#WeAreBisexuality is a month-long campaign to share the stories of Bisexuals during Bisexual Visibility Month. Stories and photographs shared with the permission of the parties involved. Share your story with us all throughout Bisexual Visibility Month.
Renn is a 15 year old nonbinary bisexual, and finding the word “bisexual” changed their life –
“When I discovered the word “bisexual” I suddenly felt as though I’d found my word, one that encompassed my feelings and my hopes. When I came out not long after, I was supported and encouraged by my close friends and that gave me the confidence to be openly out at school and with my family. My parents were fine and accepting about me being gay but thought that bisexuality wasn’t real and that people who identify that way just want everything which hurt me considering I thought they would be very happy whatever I identified with. When I later came out as trans, they basically ignored that and kept on as if nothing had been said. My mum at least views my gender identity as me being deliberately inconvenient and difficult while shopping. “
And they want bisexuals that haven’t come out to know, that while people may not believe you, you are valid-
“So many times will you be told your identity is not real: by your friends, family, strangers and fellow members of the queer community. Ignore them, hold your head high and own your chosen label.
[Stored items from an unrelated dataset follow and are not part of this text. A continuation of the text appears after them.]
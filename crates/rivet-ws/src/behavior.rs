//! Per-route WebSocket behavior.
//!
//! A [`WsBehavior`] bundles the engine-enforced limits of a WebSocket route
//! with its event handlers. The upgrade handler's argument type `U` is left
//! to the server crate, which owns the HTTP request and response types.
//!
//! ```rust
//! use rivet_core::Callback;
//! use rivet_ws::{Connection, WsBehavior};
//!
//! let behavior: WsBehavior<()> = WsBehavior::new()
//!     .idle_timeout(30)
//!     .open(Callback::sync(|ws: Connection| {
//!         ws.subscribe("broadcast");
//!         Ok(())
//!     }));
//! assert_eq!(behavior.options().idle_timeout, 30);
//! ```

use std::fmt;

use bytes::Bytes;
use rivet_core::transport::{CompressOptions, WsRouteOptions};
use rivet_core::Callback;

use crate::connection::Connection;
use crate::message::Message;

/// Arguments of a close handler: connection, close code, reason.
pub type CloseArgs = (Connection, u16, Bytes);

/// Arguments of a subscription handler: connection, topic, new count, old count.
pub type SubscriptionArgs = (Connection, String, u32, u32);

/// Limits and handlers for one WebSocket route.
#[must_use]
pub struct WsBehavior<U> {
    options: WsRouteOptions,
    upgrade: Option<Callback<U>>,
    open: Option<Callback<Connection>>,
    message: Option<Callback<(Connection, Message)>>,
    drain: Option<Callback<Connection>>,
    ping: Option<Callback<(Connection, Bytes)>>,
    pong: Option<Callback<(Connection, Bytes)>>,
    close: Option<Callback<CloseArgs>>,
    subscription: Option<Callback<SubscriptionArgs>>,
}

impl<U> Default for WsBehavior<U> {
    fn default() -> Self {
        Self::with_options(WsRouteOptions::default())
    }
}

impl<U> Clone for WsBehavior<U> {
    fn clone(&self) -> Self {
        Self {
            options: self.options.clone(),
            upgrade: self.upgrade.clone(),
            open: self.open.clone(),
            message: self.message.clone(),
            drain: self.drain.clone(),
            ping: self.ping.clone(),
            pong: self.pong.clone(),
            close: self.close.clone(),
            subscription: self.subscription.clone(),
        }
    }
}

impl<U> WsBehavior<U> {
    /// Default limits, no handlers.
    pub fn new() -> Self {
        Self::default()
    }

    /// Starts from the given limits.
    pub fn with_options(options: WsRouteOptions) -> Self {
        Self {
            options,
            upgrade: None,
            open: None,
            message: None,
            drain: None,
            ping: None,
            pong: None,
            close: None,
            subscription: None,
        }
    }

    /// The route limits.
    pub fn options(&self) -> &WsRouteOptions {
        &self.options
    }

    /// Sets permessage-deflate options.
    pub fn compression(mut self, compression: CompressOptions) -> Self {
        self.options.compression = compression;
        self
    }

    /// Sets the maximum accepted message size.
    pub fn max_payload_length(mut self, bytes: u32) -> Self {
        self.options.max_payload_length = bytes;
        self
    }

    /// Sets the idle timeout in seconds.
    pub fn idle_timeout(mut self, seconds: u16) -> Self {
        self.options.idle_timeout = seconds;
        self
    }

    /// Sets the send-buffer size above which sends report backpressure.
    pub fn max_backpressure(mut self, bytes: u32) -> Self {
        self.options.max_backpressure = bytes;
        self
    }

    /// Closes the socket instead of buffering past the backpressure limit.
    pub fn close_on_backpressure_limit(mut self, enabled: bool) -> Self {
        self.options.close_on_backpressure_limit = enabled;
        self
    }

    /// Resets the idle timer on sends as well as receives.
    pub fn reset_idle_timeout_on_send(mut self, enabled: bool) -> Self {
        self.options.reset_idle_timeout_on_send = enabled;
        self
    }

    /// Lets the engine send pings before the idle timeout fires.
    pub fn send_pings_automatically(mut self, enabled: bool) -> Self {
        self.options.send_pings_automatically = enabled;
        self
    }

    /// Sets the maximum connection lifetime in minutes (0 disables).
    pub fn max_lifetime(mut self, minutes: u16) -> Self {
        self.options.max_lifetime = minutes;
        self
    }

    /// Handles the HTTP upgrade request. Without one, upgrades are accepted as-is.
    pub fn upgrade(mut self, handler: Callback<U>) -> Self {
        self.upgrade = Some(handler);
        self
    }

    /// Handles a newly opened connection.
    pub fn open(mut self, handler: Callback<Connection>) -> Self {
        self.open = Some(handler);
        self
    }

    /// Handles a complete message.
    pub fn message(mut self, handler: Callback<(Connection, Message)>) -> Self {
        self.message = Some(handler);
        self
    }

    /// Handles a drained send buffer.
    pub fn drain(mut self, handler: Callback<Connection>) -> Self {
        self.drain = Some(handler);
        self
    }

    /// Handles a ping.
    pub fn ping(mut self, handler: Callback<(Connection, Bytes)>) -> Self {
        self.ping = Some(handler);
        self
    }

    /// Handles a pong.
    pub fn pong(mut self, handler: Callback<(Connection, Bytes)>) -> Self {
        self.pong = Some(handler);
        self
    }

    /// Handles connection close.
    pub fn close(mut self, handler: Callback<CloseArgs>) -> Self {
        self.close = Some(handler);
        self
    }

    /// Handles topic subscriber count changes.
    pub fn subscription(mut self, handler: Callback<SubscriptionArgs>) -> Self {
        self.subscription = Some(handler);
        self
    }

    /// The upgrade handler.
    pub fn upgrade_handler(&self) -> Option<&Callback<U>> {
        self.upgrade.as_ref()
    }

    /// The open handler.
    pub fn open_handler(&self) -> Option<&Callback<Connection>> {
        self.open.as_ref()
    }

    /// The message handler.
    pub fn message_handler(&self) -> Option<&Callback<(Connection, Message)>> {
        self.message.as_ref()
    }

    /// The drain handler.
    pub fn drain_handler(&self) -> Option<&Callback<Connection>> {
        self.drain.as_ref()
    }

    /// The ping handler.
    pub fn ping_handler(&self) -> Option<&Callback<(Connection, Bytes)>> {
        self.ping.as_ref()
    }

    /// The pong handler.
    pub fn pong_handler(&self) -> Option<&Callback<(Connection, Bytes)>> {
        self.pong.as_ref()
    }

    /// The close handler.
    pub fn close_handler(&self) -> Option<&Callback<CloseArgs>> {
        self.close.as_ref()
    }

    /// The subscription handler.
    pub fn subscription_handler(&self) -> Option<&Callback<SubscriptionArgs>> {
        self.subscription.as_ref()
    }
}

impl<U> fmt::Debug for WsBehavior<U> {
    fn fmt(&self, f: &mut fmt::Formatter<'_>) -> fmt::Result {
        f.debug_struct("WsBehavior")
            .field("options", &self.options)
            .field("upgrade", &self.upgrade.is_some())
            .field("open", &self.open.is_some())
            .field("message", &self.message.is_some())
            .field("close", &self.close.is_some())
            .finish_non_exhaustive()
    }
}

#[cfg(test)]
mod tests {
    use super::*;

    #[test]
    fn test_defaults() {
        let behavior = WsBehavior::<()>::new();
        assert_eq!(behavior.options().max_payload_length, 16 * 1024);
        assert_eq!(behavior.options().idle_timeout, 120);
        assert_eq!(behavior.options().max_backpressure, 64 * 1024);
        assert!(behavior.open_handler().is_none());
        assert!(behavior.close_handler().is_none());
    }

    #[test]
    fn test_builder_sets_limits_and_handlers() {
        let behavior = WsBehavior::<()>::new()
            .compression(CompressOptions::SHARED_COMPRESSOR)
            .max_payload_length(1024)
            .max_lifetime(5)
            .send_pings_automatically(true)
            .message(Callback::sync(|(ws, msg): (Connection, Message)| {
                ws.send_message(&msg);
                Ok(())
            }))
            .close(Callback::task(|(_ws, _code, _reason): CloseArgs| async { Ok(()) }));

        assert_eq!(behavior.options().max_payload_length, 1024);
        assert_eq!(behavior.options().max_lifetime, 5);
        assert!(behavior.options().send_pings_automatically);
        assert!(behavior.options().compression.is_enabled());
        assert!(behavior.message_handler().is_some_and(|h| !h.is_task()));
        assert!(behavior.close_handler().is_some_and(Callback::is_task));
    }
}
You create your identity and don’t let other people make you question it. You’ve most likely struggled to find it so now you deserve to be comfortable in it. We do exist and there’s a whole lot of us out there if you can find us, and we’re not about to hide.”
Renn has a few hopes for the bisexual community they are growing up within-
“I struggled very little compared to so many other people, and I’m always going to be grateful for that. But even for me in a fairly open family, the lack of visibility and the prejudice that stems from that that bi people face every day was a problem, most notably with my parents, who refused to believe I could be attracted to more one gender….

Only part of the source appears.